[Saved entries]

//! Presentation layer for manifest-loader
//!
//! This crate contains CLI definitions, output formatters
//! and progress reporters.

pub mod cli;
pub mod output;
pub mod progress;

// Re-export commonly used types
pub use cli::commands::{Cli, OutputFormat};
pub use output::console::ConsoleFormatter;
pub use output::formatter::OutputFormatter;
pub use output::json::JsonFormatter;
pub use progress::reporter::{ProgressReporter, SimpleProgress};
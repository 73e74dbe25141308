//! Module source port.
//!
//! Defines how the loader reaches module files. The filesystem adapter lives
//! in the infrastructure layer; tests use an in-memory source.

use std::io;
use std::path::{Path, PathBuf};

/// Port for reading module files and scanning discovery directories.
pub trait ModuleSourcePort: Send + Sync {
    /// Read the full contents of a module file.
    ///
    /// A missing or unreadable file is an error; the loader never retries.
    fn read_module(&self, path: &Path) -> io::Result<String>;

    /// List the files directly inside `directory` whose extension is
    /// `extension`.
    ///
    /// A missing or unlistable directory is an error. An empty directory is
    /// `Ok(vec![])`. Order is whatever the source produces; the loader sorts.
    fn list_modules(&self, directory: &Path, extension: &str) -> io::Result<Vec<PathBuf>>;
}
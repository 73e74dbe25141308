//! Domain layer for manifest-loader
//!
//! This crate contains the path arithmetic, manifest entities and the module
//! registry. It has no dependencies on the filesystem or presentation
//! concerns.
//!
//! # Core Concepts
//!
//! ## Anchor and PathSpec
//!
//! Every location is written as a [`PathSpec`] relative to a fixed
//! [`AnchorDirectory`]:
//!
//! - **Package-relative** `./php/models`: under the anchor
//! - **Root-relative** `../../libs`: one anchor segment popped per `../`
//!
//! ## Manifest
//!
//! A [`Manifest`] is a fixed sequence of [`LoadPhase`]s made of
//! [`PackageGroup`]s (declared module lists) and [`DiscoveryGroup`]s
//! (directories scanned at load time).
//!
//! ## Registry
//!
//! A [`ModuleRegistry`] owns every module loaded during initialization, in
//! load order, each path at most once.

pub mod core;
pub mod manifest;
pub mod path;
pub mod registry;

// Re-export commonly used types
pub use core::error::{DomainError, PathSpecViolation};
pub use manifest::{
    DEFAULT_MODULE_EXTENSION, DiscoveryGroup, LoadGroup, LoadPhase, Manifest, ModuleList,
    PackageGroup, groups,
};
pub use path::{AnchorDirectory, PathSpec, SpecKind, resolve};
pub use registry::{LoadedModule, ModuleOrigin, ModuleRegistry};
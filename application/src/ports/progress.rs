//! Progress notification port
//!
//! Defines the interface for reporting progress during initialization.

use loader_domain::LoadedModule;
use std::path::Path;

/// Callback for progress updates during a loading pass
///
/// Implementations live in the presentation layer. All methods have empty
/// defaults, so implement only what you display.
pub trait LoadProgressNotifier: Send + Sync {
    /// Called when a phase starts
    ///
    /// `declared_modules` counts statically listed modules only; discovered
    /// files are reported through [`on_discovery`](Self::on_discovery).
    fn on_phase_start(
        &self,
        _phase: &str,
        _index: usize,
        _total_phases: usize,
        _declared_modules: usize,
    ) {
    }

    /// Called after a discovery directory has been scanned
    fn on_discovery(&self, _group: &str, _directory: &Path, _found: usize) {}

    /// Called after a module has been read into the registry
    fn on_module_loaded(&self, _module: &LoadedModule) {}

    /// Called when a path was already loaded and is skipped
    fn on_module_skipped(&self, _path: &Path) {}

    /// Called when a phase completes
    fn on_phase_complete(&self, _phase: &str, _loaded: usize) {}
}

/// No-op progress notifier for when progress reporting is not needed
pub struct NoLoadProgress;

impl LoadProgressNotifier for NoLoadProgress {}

[PROMPT]
Copy each line of the records above that carries the word "DiscoveryGroup".

[EXERCISE OUTPUT]
//! [`PackageGroup`]s (declared module lists) and [`DiscoveryGroup`]s
    DEFAULT_MODULE_EXTENSION, DiscoveryGroup, LoadGroup, LoadPhase, Manifest, ModuleList,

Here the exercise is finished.